Green elected mayor of Richmond, California
In this gritty working-class city on the east side of San Francisco Bay, grinding poverty, violent crime, pollution, and fiscal scandal fueled the successful campaign of Richmond City Council member Gayle McLaughlin. Richmond is the first US city with over 100,000 residents to elect a Green mayor.
Ty Moore, from Justice (the paper of Socialist Alternative/CWI in the US) interviewed Tarnel Abbott, a volunteer for McLaughlin’s campaign and a long-time leader in her union, SEIU Local 790, which represents most city workers and endorsed McLaughlin.
“This is a company town in a lot of ways. Chevron contributes thousands of dollars to the candidates of their choice. What I’m so proud of is that people stood up to Chevron and said NO,” Abbott said.
The incumbent mayor, Irma Anderson, “wife of former Mayor and Councilman Booker T Anderson, has deep roots in the black community. She was also supported by Chevron and the Richmond Chamber of Commerce.” (Contra Costa Times, 11/8/06) With this backing, the mayor spent over $110,000, whereas McLaughlin refused corporate donations, raising $14,000 from labor and supporters.
Anderson’s central campaign theme was combating crime by hiring more police and expanding military-style crackdowns on gangs. Richmond competes with Oakland and Compton as the most violent city in California, according to FBI statistics.
In contrast, McLaughlin “spoke about ending violence by dealing with root causes, not just throwing more money at the police. She was proposing that we hire a thousand young people to get them real jobs,” explained Abbott. “The Richmond Youth Corp would be part-time union jobs with the city.”

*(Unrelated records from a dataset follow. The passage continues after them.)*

//! Shift labels and the typed identifiers shift data is partitioned by.
//!
//! Every record list, block list and equipment note belongs to exactly one
//! shift ("team"). Switching the shift swaps the whole visible data set; the
//! partitions never merge.

use crate::libs::error::EntryError;
use serde::{Deserialize, Serialize};
use std::fmt;
use std::str::FromStr;

/// Minutes in one 8-hour shift.
pub const SHIFT_MINUTES: u32 = 480;

/// One of the three work groups whose data is kept apart.
#[derive(Debug, Clone, Copy, PartialEq, Eq, Hash, PartialOrd, Ord, Default, Serialize, Deserialize)]
pub enum Shift {
    #[default]
    A,
    B,
    C,
}

impl Shift {
    pub const ALL: [Shift; 3] = [Shift::A, Shift::B, Shift::C];

    pub fn as_str(&self) -> &'static str {
        match self {
            Shift::A => "A",
            Shift::B => "B",
            Shift::C => "C",
        }
    }
}

impl fmt::Display for Shift {
    fn fmt(&self, f: &mut fmt::Formatter<'_>) -> fmt::Result {
        f.write_str(self.as_str())
    }
}

impl FromStr for Shift {
    type Err = EntryError;

    fn from_str(s: &str) -> Result<Self, Self::Err> {
        match s.trim().to_ascii_uppercase().as_str() {
            "A" => Ok(Shift::A),
            "B" => Ok(Shift::B),
            "C" => Ok(Shift::C),
            _ => Err(EntryError::UnknownShift(s.to_string())),
        }
    }
}

/// Identifier of a process (a station in the floor layout).
#[derive(Debug, Clone, PartialEq, Eq, Hash, PartialOrd, Ord, Serialize, Deserialize)]
#[serde(transparent)]
pub struct ProcessId(String);

/// Identifier of an equipment unit placed on the floor layout.
#[derive(Debug, Clone, PartialEq, Eq, Hash, PartialOrd, Ord, Serialize, Deserialize)]
#[serde(transparent)]
pub struct EquipmentId(String);

macro_rules! string_id {
    ($name:ident) => {
        impl $name {
            pub fn new(id: impl Into<String>) -> Self {
                Self(id.into())
            }

            pub fn as_str(&self) -> &str {
                &self.0
            }
        }

        impl fmt::Display for $name {
            fn fmt(&self, f: &mut fmt::Formatter<'_>) -> fmt::Result {
                f.write_str(&self.0)
            }
        }

        impl From<&str> for $name {
            fn from(id: &str) -> Self {
                Self(id.to_string())
            }
        }
    };
}

string_id!(ProcessId);
string_id!(EquipmentId);

/// Which record list of a process a key addresses.
#[derive(Debug, Clone, Copy, PartialEq, Eq, Hash)]
pub enum RecordKind {
    Maintenance,
    Downtime,
}

impl RecordKind {
    pub fn as_str(&self) -> &'static str {
        match self {
            RecordKind::Maintenance => "maintenance",
            RecordKind::Downtime => "downtime",
        }
    }
}

/// Plain-string notes kept per equipment unit and shift.
#[derive(Debug, Clone, Copy, PartialEq, Eq, Hash)]
pub enum EquipmentField {
    Memo,
    Material,
    Status,
}

impl EquipmentField {
    pub const ALL: [EquipmentField; 3] = [EquipmentField::Memo, EquipmentField::Material, EquipmentField::Status];

    pub fn as_str(&self) -> &'static str {
        match self {
            EquipmentField::Memo => "memo",
            EquipmentField::Material => "material",
            EquipmentField::Status => "status",
        }
    }
}

impl FromStr for EquipmentField {
    type Err = anyhow::Error;

    fn from_str(s: &str) -> Result<Self, Self::Err> {
        EquipmentField::ALL
            .into_iter()
            .find(|field| field.as_str().eq_ignore_ascii_case(s.trim()))
            .ok_or_else(|| anyhow::anyhow!("unknown equipment field '{}' (memo, material, status)", s))
    }
}

/// Partition under which one record list is stored.
///
/// Maintenance and downtime lists of the same process and shift live under
/// different keys and are read independently.
#[derive(Debug, Clone, PartialEq, Eq, Hash)]
pub struct ShiftKey {
    pub process: ProcessId,
    pub kind: RecordKind,
    pub shift: Shift,
}

impl ShiftKey {
    pub fn new(process: ProcessId, kind: RecordKind, shift: Shift) -> Self {
        Self { process, kind, shift }
    }
}

impl fmt::Display for ShiftKey {
    fn fmt(&self, f: &mut fmt::Formatter<'_>) -> fmt::Result {
        write!(f, "process_{}_{}_{}", self.process, self.kind.as_str(), self.shift)
    }
}

#[cfg(test)]
mod tests {
    use super::*;

    #[test]
    fn shift_parses_case_insensitively() {
        assert_eq!("b".parse::<Shift>().unwrap(), Shift::B);
        assert_eq!(" C ".parse::<Shift>().unwrap(), Shift::C);
        assert_eq!("D".parse::<Shift>(), Err(EntryError::UnknownShift("D".to_string())));
    }

    #[test]
    fn shift_key_renders_legacy_layout() {
        let key = ShiftKey::new(ProcessId::new("P1"), RecordKind::Maintenance, Shift::A);
        assert_eq!(key.to_string(), "process_P1_maintenance_A");

        let key = ShiftKey::new(ProcessId::new("7"), RecordKind::Downtime, Shift::C);
        assert_eq!(key.to_string(), "process_7_downtime_C");
    }
}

To fund this and other programs, McLaughlin and supporters put an initiative on the ballot to force Chevron to hand over $8 million per year in tax revenues. However, Chevron and its political supporters succeeded in defeating the initiative through a big misinformation campaign, Abbott said.

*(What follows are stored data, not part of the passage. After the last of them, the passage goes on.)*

//! Output macros for [`Message`](super::Message) values.
//!
//! In debug mode (`MEST_DEBUG` or `RUST_LOG` set) every macro logs through
//! `tracing`; otherwise messages go to stdout, and errors to stderr.
//!
//! | Macro               | Prefix | Normal mode  |
//! |---------------------|--------|--------------|
//! | `msg_print!`        |        | `println!`   |
//! | `msg_success!`      | ✅     | `println!`   |
//! | `msg_info!`         | ℹ️      | `println!`   |
//! | `msg_warning!`      | ⚠️      | `println!`   |
//! | `msg_error!`        | ❌     | `eprintln!`  |
//! | `msg_debug!`        | 🔍     | suppressed   |
//!
//! `msg_error_anyhow!` and `msg_bail_anyhow!` build an `anyhow::Error` from
//! a message instead of printing it.
//!
//! ```rust
//! use mest::libs::messages::Message;
//! use mest::{msg_info, msg_success};
//!
//! msg_success!(Message::ConfigSaved);
//! msg_info!(Message::OutboxEmpty, true);
//! ```

use std::sync::OnceLock;

static DEBUG_MODE: OnceLock<bool> = OnceLock::new();

/// Whether output is routed to `tracing`; read once per process.
#[doc(hidden)]
pub fn is_debug_mode() -> bool {
    *DEBUG_MODE.get_or_init(|| std::env::var("MEST_DEBUG").is_ok() || std::env::var("RUST_LOG").is_ok())
}

#[macro_export]
macro_rules! msg_print {
    ($msg:expr) => {
        if $crate::libs::messages::macros::is_debug_mode() {
            tracing::info!("{}", $msg);
        } else {
            println!("{}", $msg);
        }
    };
    ($msg:expr, true) => {
        if $crate::libs::messages::macros::is_debug_mode() {
            tracing::info!("\n{}\n", $msg);
        } else {
            println!("\n{}\n", $msg);
        }
    };
}

#[macro_export]
macro_rules! msg_success {
    ($msg:expr) => {
        if $crate::libs::messages::macros::is_debug_mode() {
            tracing::info!("✅ {}", $msg);
        } else {
            println!("✅ {}", $msg);
        }
    };
    ($msg:expr, true) => {
        if $crate::libs::messages::macros::is_debug_mode() {
            tracing::info!("\n✅ {}\n", $msg);
        } else {
            println!("\n✅ {}\n", $msg);
        }
    };
}

/// Writes to stderr outside debug mode.
#[macro_export]
macro_rules! msg_error {
    ($msg:expr) => {
        if $crate::libs::messages::macros::is_debug_mode() {
            tracing::error!("❌ {}", $msg);
        } else {
            eprintln!("❌ {}", $msg);
        }
    };
    ($msg:expr, true) => {
        if $crate::libs::messages::macros::is_debug_mode() {
            tracing::error!("\n❌ {}\n", $msg);
        } else {
            eprintln!("\n❌ {}\n", $msg);
        }
    };
}

#[macro_export]
macro_rules! msg_warning {
    ($msg:expr) => {
        if $crate::libs::messages::macros::is_debug_mode() {
            tracing::warn!("⚠️ {}", $msg);
        } else {
            println!("⚠️ {}", $msg);
        }
    };
    ($msg:expr, true) => {
        if $crate::libs::messages::macros::is_debug_mode() {
            tracing::warn!("\n⚠️ {}\n", $msg);
        } else {
            println!("\n⚠️ {}\n", $msg);
        }
    };
}

#[macro_export]
macro_rules! msg_info {
    ($msg:expr) => {
        if $crate::libs::messages::macros::is_debug_mode() {
            tracing::info!("ℹ️ {}", $msg);
        } else {
            println!("ℹ️ {}", $msg);
        }
    };
    ($msg:expr, true) => {
        if $crate::libs::messages::macros::is_debug_mode() {
            tracing::info!("\nℹ️ {}\n", $msg);
        } else {
            println!("\nℹ️ {}\n", $msg);
        }
    };
}

/// Only emitted in debug mode.
#[macro_export]
macro_rules! msg_debug {
    ($msg:expr) => {
        if $crate::libs::messages::macros::is_debug_mode() {
            tracing::debug!("🔍 {}", $msg);
        }
    };
}

#[macro_export]
macro_rules! msg_error_anyhow {
    ($msg:expr) => {
        anyhow::anyhow!("❌ {}", $msg)
    };
}

#[macro_export]
macro_rules! msg_bail_anyhow {
    ($msg:expr) => {
        anyhow::bail!("❌ {}", $msg)
    };
}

Incumbent Mayor Anderson presided over a financial scandal in 2004. “The money was so badly managed that they couldn’t pin it on anybody. $35 million in debt and they could not account for that lost money,” said Abbot. “At the library I work at, two-thirds were laid off and library hours were cut in half… almost half the city’s workforce was laid off.”
“The current president of our union did not support Gayle; she supported the mayor… How could you endorse the people who laid you off? That was the Democratic Party machine at work again. But the people in our union didn’t want to play the game… The membership voted overwhelmingly to support Gayle and agreed to give several thousand dollars to her campaign.”